To be fair mate, the statement
"I'd expect this business to aim to compete with some of the more established firms and to focus on high end/high net value paint correction" suggests that the OP isn't looking to do just what "90% of general public think a detail" is though...


----------



## AllenF (Aug 20, 2012)

No he was ( as i read it) someone with no experience as a pro that thinks its an easy money making scheme.
He obviously doesnt realize the time and effort that goes into the homework side of things.
Probably his costings read
Bucket 99p
Water customer supplies
Fairy liquid 50p
Old sponge 4 for £1 
Old teeshirt for polish see dads wardrobe
Hose use customers
Angle grinder for polishing paint in shed
Polish cheap stuff from halfrauds
10 cars a day at £1000 a car * 6 days a week =£6000 - expenses £5 a week 
WOW £5995 A week *50weeks a year
And mummy sits there saying yes dear you are the best out there.
Bank manager says ( through the tears of laughter ) close th fffing door on your way out.


----------



## S63 (Jan 5, 2007)

Having read Graham's other two posts, it's clear he is an optimist and a romancer, bless him.


----------



## AllenF (Aug 20, 2012)

S63 said:


> Having read Graham's other two posts, it's clear he is an optimist and a romancer, bless him.


We agree on one thing then lol


----------



## S63 (Jan 5, 2007)

AllenF said:


> We agree on one thing then lol


It would seem so, don't get carried away though, I managed it all in a single sentence.


----------



## Soul boy 68 (Sep 8, 2013)

AllenF said:


> No he was ( as i read it) someone with no experience as a pro that thinks its an easy money making scheme.
> He obviously doesnt realize the time and effort that goes into the homework side of things.
> Probably his costings read
> Bucket 99p
> ...


That's how I used to wash my cars before I joined this forum


----------



## muzzer (Feb 13, 2011)

S63 said:


> It would seem so, don't get carried away though, I managed it all in a single sentence.


Oh god, you two agree on something?? Where the hell is that fall out shelter again


----------



## S63 (Jan 5, 2007)

muzzer42 said:


> Oh god, you two agree on something?? Where the hell is that fall out shelter again


Ken Barlow's back in town too, a big night all round.


----------



## AllenF (Aug 20, 2012)

Now come on....
In a combined total of 10356 posts we agree on ONE point ( well technically two points but one sentence )
Now i think if both of us agree then it MUST be correct...


----------



## muzzer (Feb 13, 2011)

S63 said:


> Ken Barlow's back in town too, a big night all round.


:lol:


----------



## AllenF (Aug 20, 2012)

So is jean slater in eastenders.........


----------



## -Kev- (Oct 30, 2007)

And back on topic..


----------



## AllenF (Aug 20, 2012)

It is on topic.

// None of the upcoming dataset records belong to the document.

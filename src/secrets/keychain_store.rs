//! secrets::keychain_store
//!
//! OS keychain storage via the `keyring` crate (macOS Keychain, Windows
//! Credential Manager, Linux Secret Service). Compiled only with the
//! `keychain` feature.

use keyring::Entry;

use super::traits::{SecretError, SecretStore};

/// Service name used for keychain entries.
pub const KEYCHAIN_SERVICE: &str = "bookctl";

/// Keychain-backed secret storage.
#[derive(Debug)]
pub struct KeychainSecretStore {
    service: String,
}

impl KeychainSecretStore {
    /// Store entries under the default service name.
    pub fn new() -> Self {
        Self::with_service(KEYCHAIN_SERVICE)
    }

    /// Store entries under a custom service name (useful in tests).
    pub fn with_service(service: impl Into<String>) -> Self {
        Self {
            service: service.into(),
        }
    }

    pub fn service(&self) -> &str {
        &self.service
    }

    fn entry(&self, key: &str) -> Result<Entry, SecretError> {
        Entry::new(&self.service, key)
            .map_err(|e| SecretError::ReadError(format!("cannot create keyring entry: {}", e)))
    }
}

impl Default for KeychainSecretStore {
    fn default() -> Self {
        Self::new()
    }
}

impl SecretStore for KeychainSecretStore {
    fn get(&self, key: &str) -> Result<Option<String>, SecretError> {
        match self.entry(key)?.get_password() {
            Ok(value) => Ok(Some(value)),
            Err(keyring::Error::NoEntry) => Ok(None),
            Err(e) => Err(SecretError::ReadError(format!(
                "cannot read from keychain: {}",
                e
            ))),
        }
    }

    fn set(&self, key: &str, value: &str) -> Result<(), SecretError> {
        self.entry(key)?
            .set_password(value)
            .map_err(|e| SecretError::WriteError(format!("cannot write to keychain: {}", e)))
    }

    fn delete(&self, key: &str) -> Result<(), SecretError> {
        match self.entry(key)?.delete_credential() {
            Ok(()) | Err(keyring::Error::NoEntry) => Ok(()),
            Err(e) => Err(SecretError::DeleteError(format!(
                "cannot delete from keychain: {}",
                e
            ))),
        }
    }
}
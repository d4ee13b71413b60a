//! sign-up command - Create an account

use anyhow::Result;
use std::sync::Arc;

use super::form_input;
use crate::cli::context::{block_on, App, Context};
use crate::core::types::fields::{EMAIL, NAME, PASSWORD};
use crate::forms::{definitions, CreateUserAction};
use crate::navigation::{Graph, Screen};

/// Create a new account. Does not sign in.
pub fn sign_up(
    ctx: &Context,
    name: Option<String>,
    email: Option<String>,
    password: Option<String>,
) -> Result<()> {
    block_on(sign_up_async(ctx, name, email, password))
}

async fn sign_up_async(
    ctx: &Context,
    name: Option<String>,
    email: Option<String>,
    password: Option<String>,
) -> Result<()> {
    let app = App::open(ctx)?;
    app.require(Graph::Auth, "sign-up")?;
    app.gate.navigate(Screen::SignUp)?;

    let pipeline = app.pipeline(
        definitions::sign_up(),
        Arc::new(CreateUserAction::new(Arc::clone(app.store.api()))),
    );
    let values = form_input::collect(
        &pipeline,
        &[(NAME, name), (EMAIL, email), (PASSWORD, password)],
        ctx.interactive,
    )?;

    let outcome = pipeline.submit(values, &app.gate.mount_token()).await;
    form_input::finish(outcome, "sign-up")
}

We are just marking points in history.
You moan when we tear chunks out of each other now you moan when we agree 
Lol joke kev


----------



## -Kev- (Oct 30, 2007)

Several posts are nothing to do with the OP actually..


----------



## AllenF (Aug 20, 2012)

True enough...
sorry.


----------



## fatdazza (Dec 29, 2010)

Yellowood said:


> Can anyone give me a steer please? Even a high level view of how seasonality impacts business enquiries would be helpful.
> 
> Thanks in advance.


Busier in Summer, quieter in Winter. High level enough for you?

Edit - and following your pitch, I have to say "I'm out"


----------



## muzzer (Feb 13, 2011)

AllenF said:


> Now come on....
> In a combined total of 10356 posts we agree on ONE point ( well technically two points but one sentence )
> Now i think if both of us agree then it MUST be correct...

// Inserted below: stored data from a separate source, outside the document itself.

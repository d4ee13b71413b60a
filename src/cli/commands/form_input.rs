//! Shared helpers for form commands: collecting values and reporting the
//! submit outcome.

use anyhow::{bail, Result};

use crate::core::types::fields::{EMAIL, NAME, OLD_PASSWORD, PASSWORD, PASSWORD_CONFIRMATION};
use crate::core::types::FormValues;
use crate::forms::{FocusStep, FormPipeline, SubmitOutcome};
use crate::ui::prompts::{self, PromptError};

/// Collect form values in focus order. Values given on the command line are
/// used as-is; missing ones are prompted for when interactive and left
/// empty otherwise, so validation reports them.
pub fn collect(
    pipeline: &FormPipeline,
    provided: &[(&str, Option<String>)],
    interactive: bool,
) -> Result<FormValues> {
    let mut values = FormValues::new();

    pipeline.open();
    let mut field = pipeline.definition().focus.first();
    while let Some(name) = field {
        let given = provided
            .iter()
            .find(|(f, _)| *f == name)
            .and_then(|(_, v)| v.clone());

        let value = match given {
            Some(value) => value,
            None => prompt(name, interactive)?,
        };
        values.set(name, value);

        field = match pipeline.advance_focus(name) {
            Some(FocusStep::Focus(next)) => Some(next),
            Some(FocusStep::Submit) | None => None,
        };
    }

    Ok(values)
}

fn prompt(field: &str, interactive: bool) -> Result<String> {
    let result = if field.contains("password") {
        prompts::password(label(field), interactive)
    } else {
        prompts::input(label(field), interactive)
    };

    match result {
        Ok(value) => Ok(value),
        Err(PromptError::NotInteractive) => Ok(String::new()),
        Err(e) => Err(e.into()),
    }
}

fn label(field: &str) -> &str {
    match field {
        NAME => "Name",
        EMAIL => "Email",
        OLD_PASSWORD => "Current password",
        PASSWORD => "Password",
        PASSWORD_CONFIRMATION => "Confirm password",
        other => other,
    }
}

/// Turn a submit outcome into the command's result. Notices and field
/// errors were already shown by the pipeline.
pub fn finish(outcome: SubmitOutcome, what: &str) -> Result<()> {
    match outcome {
        SubmitOutcome::Succeeded => Ok(()),
        SubmitOutcome::Invalid(errors) => {
            bail!("{} not submitted: {} invalid field(s)", what, errors.len())
        }
        SubmitOutcome::Failed(kind) => bail!("{} failed ({} error)", what, kind),
        SubmitOutcome::Ignored | SubmitOutcome::Cancelled => bail!("{} was interrupted", what),
    }
}
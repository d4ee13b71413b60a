//! forms - validated form submission
//!
//! Every screen with inputs runs the same [`FormPipeline`]: clear errors,
//! validate against the form's schema, call the form's [`FormAction`], then
//! report through the renderer, notifier and navigator.
//!
//! # Modules
//!
//! - [`definitions`] - Schemas, focus chains and notices of each form
//! - [`actions`] - Remote calls behind each form
//! - [`pipeline`] - The submission state machine
//! - [`focus`] - Next-field handling

pub mod actions;
pub mod definitions;
pub mod focus;
pub mod pipeline;

pub use actions::{ActionError, CreateUserAction, FormAction, SignInAction, UpdateProfileAction};
pub use definitions::{FormDefinition, SuccessRoute};
pub use focus::{FocusChain, FocusStep};
pub use pipeline::{FormContext, FormPipeline, SubmitOutcome, SubmitState};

Well yes of course you are both correct on this subject but surely you don't need little old me to tell you that? 

Anyway, i agree with you on what 'detailing' entails but to the vast majority of people, they don't understand that and think what we would call an enhancement is a detail.
As for the original post, i still say you have to be prepared just to wash cars and or valet the interiors, thousand pound details are incredibly rare not the norm.


----------



## Guest (Aug 4, 2014)

Hi
I just checked back in after a few days. Thanks for the many responses although the degree of hostility towards my goal/ambition took me by surprise I must admit. I was really just trying to engage this community and get a conversation going about something I'm very excited about.
I'll leave it there. 
Graham


----------



## Bryce_DD (Nov 14, 2013)

Supply and demand. It's the number one rule of any business. 

My business started when a few people seen me detailing my first ever car at my work (Motorsport company) some asked me if I could do their cars then their second car.. Friends car and so on. I noticed a demand growing so I created a business model, trained in over 3 different countries and built up experience over a 4 year period. So it's going to be important to have a client base.. A VERY good understanding of techniques, products and the industry, it's tough but you'll get out what you put in! 

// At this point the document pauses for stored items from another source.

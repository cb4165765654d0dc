use std::rc::Rc;

use crate::alias::AliasedProperty;
use crate::computed::ComputedProperty;
use crate::{ObjectId, Universe, Value};

/// A descriptor replaces what a plain property slot would hold. One
/// descriptor is shared by every object it is installed on; per-object state
/// (cached values, registered dependent keys) lives in each object's
/// metadata.
#[derive(Clone)]
pub enum Descriptor {
	Computed(Rc<ComputedProperty>),
	Alias(Rc<AliasedProperty>),
}

impl Descriptor {
	pub(crate) fn will_watch(&self, universe: &mut Universe, obj: ObjectId, key: &str) {
		if let Descriptor::Alias(a) = self {
			a.will_watch(universe, obj, key);
		}
	}

	pub(crate) fn did_unwatch(&self, universe: &mut Universe, obj: ObjectId, key: &str) {
		if let Descriptor::Alias(a) = self {
			a.teardown(universe, obj, key);
		}
	}
}

impl From<ComputedProperty> for Descriptor {
	fn from(cp: ComputedProperty) -> Self {
		Descriptor::Computed(Rc::new(cp))
	}
}

impl From<AliasedProperty> for Descriptor {
	fn from(a: AliasedProperty) -> Self {
		Descriptor::Alias(Rc::new(a))
	}
}

impl Universe {
	/// Installs either a descriptor-backed property or a plain value,
	/// tearing down whatever was registered for the key before.
	pub fn define_property(
		&mut self,
		obj: ObjectId,
		key: &str,
		descriptor: Option<Descriptor>,
		value: Option<Value>,
	) {
		crate::assert_valid_path_segment(key);

		if let Some(old) = self.meta(obj).and_then(|m| m.descriptors.get(key).cloned()) {
			self.teardown_descriptor(&old, obj, key);
		}

		let watched = self
			.meta(obj)
			.map(|m| m.peek_watching(key) > 0)
			.unwrap_or(false);

		match descriptor {
			Some(desc) => {
				self.objects.slot_mut(obj).properties.remove(key);
				self.meta_mut(obj)
					.descriptors
					.insert(key.to_owned(), desc.clone());
				if watched {
					desc.will_watch(self, obj, key);
				}
			}
			None => {
				self.meta_mut(obj).descriptors.remove(key);
				self.objects
					.slot_mut(obj)
					.properties
					.insert(key.to_owned(), value.unwrap_or(Value::Undefined));
			}
		}

		self.notify_property_change(obj, key);
	}

	pub fn define_computed(&mut self, obj: ObjectId, key: &str, cp: ComputedProperty) {
		self.define_property(obj, key, Some(cp.into()), None);
	}

	pub fn define_alias(&mut self, obj: ObjectId, key: &str, a: AliasedProperty) {
		self.define_property(obj, key, Some(a.into()), None);
	}

	fn teardown_descriptor(&mut self, old: &Descriptor, obj: ObjectId, key: &str) {
		match old {
			Descriptor::Computed(cp) => {
				let registered = self
					.meta(obj)
					.map(|m| m.deps_registered.contains(key))
					.unwrap_or(false);
				if registered {
					crate::dependent_keys::remove_dependent_keys(
						self,
						obj,
						key,
						&cp.dependent_keys(),
					);
					self.meta_mut(obj).deps_registered.remove(key);
				}
				self.meta_mut(obj).cache.remove(key);
			}
			Descriptor::Alias(a) => {
				a.teardown(self, obj, key);
			}
		}
	}
}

Your original question has to many variables to answer accurately.


----------



## mike13098 (Jan 21, 2012)

Yellowood said:


> Hi
> I just checked back in after a few days. Thanks for the many responses although the degree of hostility towards my goal/ambition took me by surprise I must admit. I was really just trying to engage this community and get a conversation going about something I'm very excited about.
> I'll leave it there.
> Graham


What's your background up until now? I'd imagine you must be pretty clued up if your starting goal is to target the higher end of the market from the off. That's fine - but with that obviously comes a bit more expectation from clients


----------



## S63 (Jan 5, 2007)

mike13098 said:


> What's your background up until now? I'd imagine you must be pretty clued up if your starting goal is to target the higher end of the market from the off. That's fine - but with that obviously comes a bit more expectation from clients


Graham's earlier posts suggest he is a novice amateur, years away from being an experienced pro where he will need to be to have the remotest chance of running a successful business.

I suppose you could admire the audacity and bravado but I also find it insulting to our hard working highly skilled pros to think it could be so simple to start up a high end business without the skillsets required.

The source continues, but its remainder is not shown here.